An index tracking optimism among small business owners has slipped, but remains near its highest level.
The National Federation of Indendent Business reported that its Small Business Optimism Index fell six-tenths of a point in February. But at 105.3, the index remains above 105 for a third straight month.
“Although optimism remains high, growth is still a problem because of restrictive government policies,” said Bill Dunkelberg, chief economist for the NFIB.
Juanita Duggan, president and chief executive officer of the small business advocacy group, said its remains to be seen if a surge in small business optimism that followed the presidential election will continue.
“The sustainability of this surge and whether it will lead to actual economic growth dpeends on Washington’s ability to deliver on the agenda that small business voted for in November,” Duggan said. “If the health care and tax policy discussions continue without action, optimism will fade.”
The NFIB bases the index on the results of monthly surveys of members, most of them small business owners. For February, six of 10 components of the index declined, three advanced and one remained unchanged.
The proportion of small business owners responding to the survey upon which the latest index was based who expect the economy to improve fell a point to 47 percent.

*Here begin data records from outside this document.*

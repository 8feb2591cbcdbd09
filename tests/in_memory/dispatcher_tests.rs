//! In-memory integration tests for the dispatcher error boundary and
//! reply protocol.

use std::sync::Arc;

use super::helpers::{Harness, guild, harness, message, registry};
use rstest::rstest;
use switchboard::command::{
    adapters::memory::TransportCall,
    config::DispatchConfig,
    domain::{
        ChannelId, ChatCommand, Interaction, InteractionOption, LifecycleEvent, Permissions,
        PrefixScope, UserId,
    },
    services::{CommandRegistry, DispatchError, DispatchReport, ExecutionOutcome, RegistryError},
};

fn add_role(permissions: Permissions) -> Interaction {
    Interaction::command("i1", "token", "admin", ChannelId::new("c1"), UserId::new("u1"))
        .in_guild(guild())
        .with_permissions(permissions)
        .with_option(InteractionOption::group(
            "roles",
            InteractionOption::subcommand("add", vec![InteractionOption::value("role", "5")]),
        ))
}

#[rstest]
fn start_emits_ready_with_command_counts(harness: Harness) {
    assert_eq!(
        harness.lifecycle.events(),
        [LifecycleEvent::Ready {
            chat_commands: 5,
            context_menus: 0,
        }]
    );
}

#[rstest]
#[tokio::test(flavor = "multi_thread")]
async fn plain_text_is_forwarded_as_a_message_event(harness: Harness) {
    let plain = message("just chatting");

    let report = harness.dispatcher.handle_message(&plain).await;

    assert!(matches!(report, DispatchReport::Ignored));
    assert!(harness.transport.calls().is_empty());
    assert_eq!(
        harness.lifecycle.events().last(),
        Some(&LifecycleEvent::Message(plain))
    );
}

#[rstest]
#[tokio::test(flavor = "multi_thread")]
async fn text_commands_reply_with_their_return_value(harness: Harness) {
    let report = harness.dispatcher.handle_message(&message("!greet bob")).await;

    assert!(matches!(
        report,
        DispatchReport::Completed(ExecutionOutcome::Replied)
    ));
    assert_eq!(harness.replies(), ["hello bob"]);
    assert!(matches!(
        harness.lifecycle.events().last(),
        Some(LifecycleEvent::Command { name, .. }) if name == "greet"
    ));
}

#[rstest]
#[tokio::test(flavor = "multi_thread")]
async fn unknown_commands_get_one_not_found_message(harness: Harness) {
    let report = harness.dispatcher.handle_message(&message("!wave")).await;

    assert!(matches!(
        report.error(),
        Some(DispatchError::CommandNotFound(name)) if name == "wave"
    ));
    assert_eq!(harness.replies(), ["Command `wave` was not found."]);
    assert!(harness.lifecycle.events().iter().any(|event| matches!(
        event,
        LifecycleEvent::Error { command: Some(command), .. } if command == "wave"
    )));
}

#[rstest]
#[tokio::test(flavor = "multi_thread")]
async fn void_handlers_stay_silent_by_default(harness: Harness) {
    let report = harness.dispatcher.handle_message(&message("!quiet")).await;

    assert!(matches!(
        report,
        DispatchReport::Completed(ExecutionOutcome::Silent)
    ));
    assert!(harness.transport.calls().is_empty());
}

#[rstest]
#[tokio::test(flavor = "multi_thread")]
async fn void_handlers_announce_success_when_configured(registry: Arc<CommandRegistry>) {
    let config = DispatchConfig {
        announce_success: true,
        ..DispatchConfig::default()
    };
    let harness = Harness::with_config(&config, registry);
    harness.dispatcher.start();

    let report = harness.dispatcher.handle_message(&message("!quiet")).await;

    assert!(matches!(
        report,
        DispatchReport::Completed(ExecutionOutcome::OperationSuccess)
    ));
    assert_eq!(harness.replies(), ["Command `quiet` completed."]);
}

#[rstest]
#[tokio::test(flavor = "multi_thread")]
async fn permitted_interactions_are_deferred_then_edited(harness: Harness) {
    let report = harness
        .dispatcher
        .handle_interaction(&add_role(Permissions::MANAGE_ROLES))
        .await;

    assert!(report.is_completed());
    let calls = harness.transport.calls();
    assert_eq!(calls.len(), 2);
    assert!(matches!(calls[0], TransportCall::Defer { ephemeral: false, .. }));
    assert!(matches!(
        &calls[1],
        TransportCall::Edit { payload, .. } if payload.content.as_deref() == Some("added")
    ));
}

#[rstest]
#[tokio::test(flavor = "multi_thread")]
async fn denied_interactions_name_the_missing_permission(harness: Harness) {
    let report = harness
        .dispatcher
        .handle_interaction(&add_role(Permissions::SEND_MESSAGES))
        .await;

    assert!(matches!(
        report.error(),
        Some(DispatchError::Permissions { command, .. }) if command == "admin roles add"
    ));
    let replies = harness.replies();
    assert_eq!(replies.len(), 1);
    assert!(replies[0].contains("MANAGE_ROLES"), "got {replies:?}");
    assert!(
        !harness
            .transport
            .calls()
            .iter()
            .any(|call| matches!(call, TransportCall::Defer { .. }))
    );
}

#[rstest]
#[tokio::test(flavor = "multi_thread")]
async fn slow_handlers_time_out_with_a_single_error(registry: Arc<CommandRegistry>) {
    let config = DispatchConfig {
        handler_timeout_secs: 1,
        ..DispatchConfig::default()
    };
    let harness = Harness::with_config(&config, registry);
    harness.dispatcher.start();

    let report = harness.dispatcher.handle_message(&message("!slow")).await;

    assert!(matches!(
        report.error(),
        Some(DispatchError::HandlerTimedOut { seconds: 1, .. })
    ));
    let replies = harness.replies();
    assert_eq!(replies.len(), 1);
    assert!(replies[0].starts_with("Command `slow` failed:"), "got {replies:?}");
}

#[rstest]
#[tokio::test(flavor = "multi_thread")]
async fn panicking_handlers_edit_the_placeholder_with_one_error(harness: Harness) {
    let interaction = Interaction::command(
        "i9",
        "token",
        "explode",
        ChannelId::new("c1"),
        UserId::new("u1"),
    );

    let report = harness.dispatcher.handle_interaction(&interaction).await;

    assert!(matches!(
        report.error(),
        Some(DispatchError::HandlerPanicked { command, detail })
            if command == "explode" && detail == "handler blew up"
    ));
    let calls = harness.transport.calls();
    assert_eq!(calls.len(), 2, "got {calls:?}");
    assert!(matches!(calls[0], TransportCall::Defer { .. }));
    assert!(matches!(
        &calls[1],
        TransportCall::Edit { payload, .. }
            if payload
                .content
                .as_deref()
                .is_some_and(|text| text.starts_with("Command `explode` failed:"))
    ));
    assert!(harness.lifecycle.events().iter().any(|event| matches!(
        event,
        LifecycleEvent::Error { command: Some(command), .. } if command == "explode"
    )));

    let next = harness.dispatcher.handle_message(&message("!greet bob")).await;
    assert!(next.is_completed());
    assert_eq!(harness.replies().last().map(String::as_str), Some("hello bob"));
}

#[rstest]
fn registration_is_rejected_after_start(harness: Harness) {
    let late = ChatCommand::new("late", "Too late").expect("late should be valid");

    let result = harness.dispatcher.registry().add(late);

    assert!(matches!(result, Err(RegistryError::Locked { operation: "add" })));
    assert!(harness.dispatcher.registry().chat_command("late").is_none());
}

#[rstest]
#[tokio::test(flavor = "multi_thread")]
async fn guild_prefixes_apply_only_in_their_guild(harness: Harness) {
    harness
        .dispatcher
        .set_prefix(PrefixScope::Guild(guild()), "?")
        .expect("prefix should be valid");

    let in_guild = harness
        .dispatcher
        .handle_message(&message("?greet ann").in_guild(guild()))
        .await;
    let direct = harness.dispatcher.handle_message(&message("?greet bob")).await;

    assert!(in_guild.is_completed());
    assert!(matches!(direct, DispatchReport::Ignored));
    assert_eq!(harness.replies(), ["hello ann"]);
}

#[rstest]
#[tokio::test(flavor = "multi_thread")]
async fn transport_failures_are_reported_not_raised(harness: Harness) {
    harness.transport.fail_all();

    let report = harness.dispatcher.handle_message(&message("!greet bob")).await;

    assert!(matches!(report.error(), Some(DispatchError::Transport(_))));
    assert!(harness.transport.calls().is_empty());
    assert!(
        harness
            .lifecycle
            .events()
            .iter()
            .any(|event| matches!(event, LifecycleEvent::Error { .. }))
    );
}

A net 26 percent of owners reported plans to increase capital outlays over the next three months, down a point. A net 22 percent of owners said they consider now a good time to expand, down three points.
A net 15 percent of owners reported plans to increase staffing, down three points. A net 32 percent of owners reported hard-to-fill job openings, up a point.
The share of owners reporting plans to increase inventories rose a point to a net 3 percent. The portion of those who said existing inventories are too low rose three points to a net negative 2 percent.
A net 26 percent of owners said they expect higher sales, down three points. The share of owners reporting higher earnings fell a point. At a net negative 13 percent, more owners reporting lower earnings than higher earnings.